(Saved entries)
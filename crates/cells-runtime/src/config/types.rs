//! Configuration types.
//!
//! All types implement [`Default`] for compile-time fallback values.

use serde::{Deserialize, Serialize};
use std::time::Duration;

/// Main configuration structure, after all layers are merged.
///
/// Every field is optional in a config file.
///
/// # Example
///
/// ```
/// use cells_runtime::config::CellsConfig;
///
/// let config = CellsConfig::from_toml("[pair]\nwindow_ms = 250\n").unwrap();
/// assert_eq!(config.pair.window_ms, 250);
/// assert_eq!(config.environment.id, "cells");
/// ```
#[derive(Debug, Clone, Default, Serialize, Deserialize, PartialEq)]
#[serde(default)]
pub struct CellsConfig {
    /// Verbose logging.
    pub debug: bool,

    pub environment: EnvironmentConfig,

    pub timeouts: TimeoutsConfig,

    pub pair: PairConfig,
}

impl CellsConfig {
    #[must_use]
    pub fn new() -> Self {
        Self::default()
    }

    /// Serializes to TOML string.
    ///
    /// # Errors
    ///
    /// Returns error if serialization fails.
    pub fn to_toml(&self) -> Result<String, toml::ser::Error> {
        toml::to_string_pretty(self)
    }

    /// Deserializes from TOML string.
    ///
    /// # Errors
    ///
    /// Returns error if deserialization fails.
    pub fn from_toml(toml_str: &str) -> Result<Self, toml::de::Error> {
        toml::from_str(toml_str)
    }

    /// Merges another config into this one.
    ///
    /// Values from `other` override values in `self` only if they differ
    /// from the default.
    pub fn merge(&mut self, other: &Self) {
        let default = Self::default();

        if other.debug != default.debug {
            self.debug = other.debug;
        }

        self.environment.merge(&other.environment);
        self.timeouts.merge(&other.timeouts);
        self.pair.merge(&other.pair);
    }
}

/// Mesh host settings.
///
/// ```toml
/// [environment]
/// id = "cells"
/// ```
#[derive(Debug, Clone, Serialize, Deserialize, PartialEq)]
#[serde(default)]
pub struct EnvironmentConfig {
    /// Environment id, used in log lines.
    pub id: String,
}

impl Default for EnvironmentConfig {
    fn default() -> Self {
        Self { id: "cells".into() }
    }
}

impl EnvironmentConfig {
    fn merge(&mut self, other: &Self) {
        if other.id != Self::default().id {
            self.id = other.id.clone();
        }
    }
}

/// Timeout settings.
///
/// ```toml
/// [timeouts]
/// request_ms = 1000
/// ```
#[derive(Debug, Clone, Serialize, Deserialize, PartialEq)]
#[serde(default)]
pub struct TimeoutsConfig {
    /// Default wait for request/response exchanges in milliseconds.
    pub request_ms: u64,
}

impl Default for TimeoutsConfig {
    fn default() -> Self {
        Self { request_ms: 1_000 }
    }
}

impl TimeoutsConfig {
    #[must_use]
    pub fn request(&self) -> Duration {
        Duration::from_millis(self.request_ms)
    }

    fn merge(&mut self, other: &Self) {
        if other.request_ms != Self::default().request_ms {
            self.request_ms = other.request_ms;
        }
    }
}

/// Pair correlation settings.
///
/// ```toml
/// [pair]
/// window_ms = 100
/// ```
#[derive(Debug, Clone, Serialize, Deserialize, PartialEq)]
#[serde(default)]
pub struct PairConfig {
    /// Maximum gap between two matching events, in milliseconds.
    pub window_ms: u64,
}

impl Default for PairConfig {
    fn default() -> Self {
        Self { window_ms: 100 }
    }
}

impl PairConfig {
    #[must_use]
    pub fn window(&self) -> Duration {
        Duration::from_millis(self.window_ms)
    }

    fn merge(&mut self, other: &Self) {
        if other.window_ms != Self::default().window_ms {
            self.window_ms = other.window_ms;
        }
    }
}

#[cfg(test)]
mod tests {
    use super::*;

    #[test]
    fn defaults() {
        let config = CellsConfig::default();
        assert!(!config.debug);
        assert_eq!(config.environment.id, "cells");
        assert_eq!(config.timeouts.request(), Duration::from_secs(1));
        assert_eq!(config.pair.window(), Duration::from_millis(100));
    }

    #[test]
    fn toml_roundtrip() {
        let mut config = CellsConfig::default();
        config.debug = true;
        config.pair.window_ms = 42;

        let text = config.to_toml().unwrap();
        assert!(text.contains("window_ms = 42"));
        assert_eq!(CellsConfig::from_toml(&text).unwrap(), config);
    }

    #[test]
    fn partial_toml_keeps_defaults() {
        let config = CellsConfig::from_toml("[timeouts]\nrequest_ms = 5\n").unwrap();
        assert_eq!(config.timeouts.request_ms, 5);
        assert_eq!(config.pair, PairConfig::default());
        assert!(!config.debug);
    }

    #[test]
    fn merge_only_overrides_non_defaults() {
        let mut base = CellsConfig::default();
        base.debug = true;
        base.environment.id = "base".into();

        let mut overlay = CellsConfig::default();
        overlay.pair.window_ms = 300;

        base.merge(&overlay);

        assert!(base.debug);
        assert_eq!(base.environment.id, "base");
        assert_eq!(base.pair.window_ms, 300);
        assert_eq!(base.timeouts.request_ms, 1_000);
    }

    #[test]
    fn unknown_field_type_is_an_error() {
        let toml = "[pair]\nwindow_ms = \"fast\"\n";
        assert!(CellsConfig::from_toml(toml).is_err());
    }
}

What to work on
Copy each line above that contains the string "unwrap".

Finished task
/// let config = CellsConfig::from_toml("[pair]\nwindow_ms = 250\n").unwrap();
        let text = config.to_toml().unwrap();
        assert_eq!(CellsConfig::from_toml(&text).unwrap(), config);
        let config = CellsConfig::from_toml("[timeouts]\nrequest_ms = 5\n").unwrap();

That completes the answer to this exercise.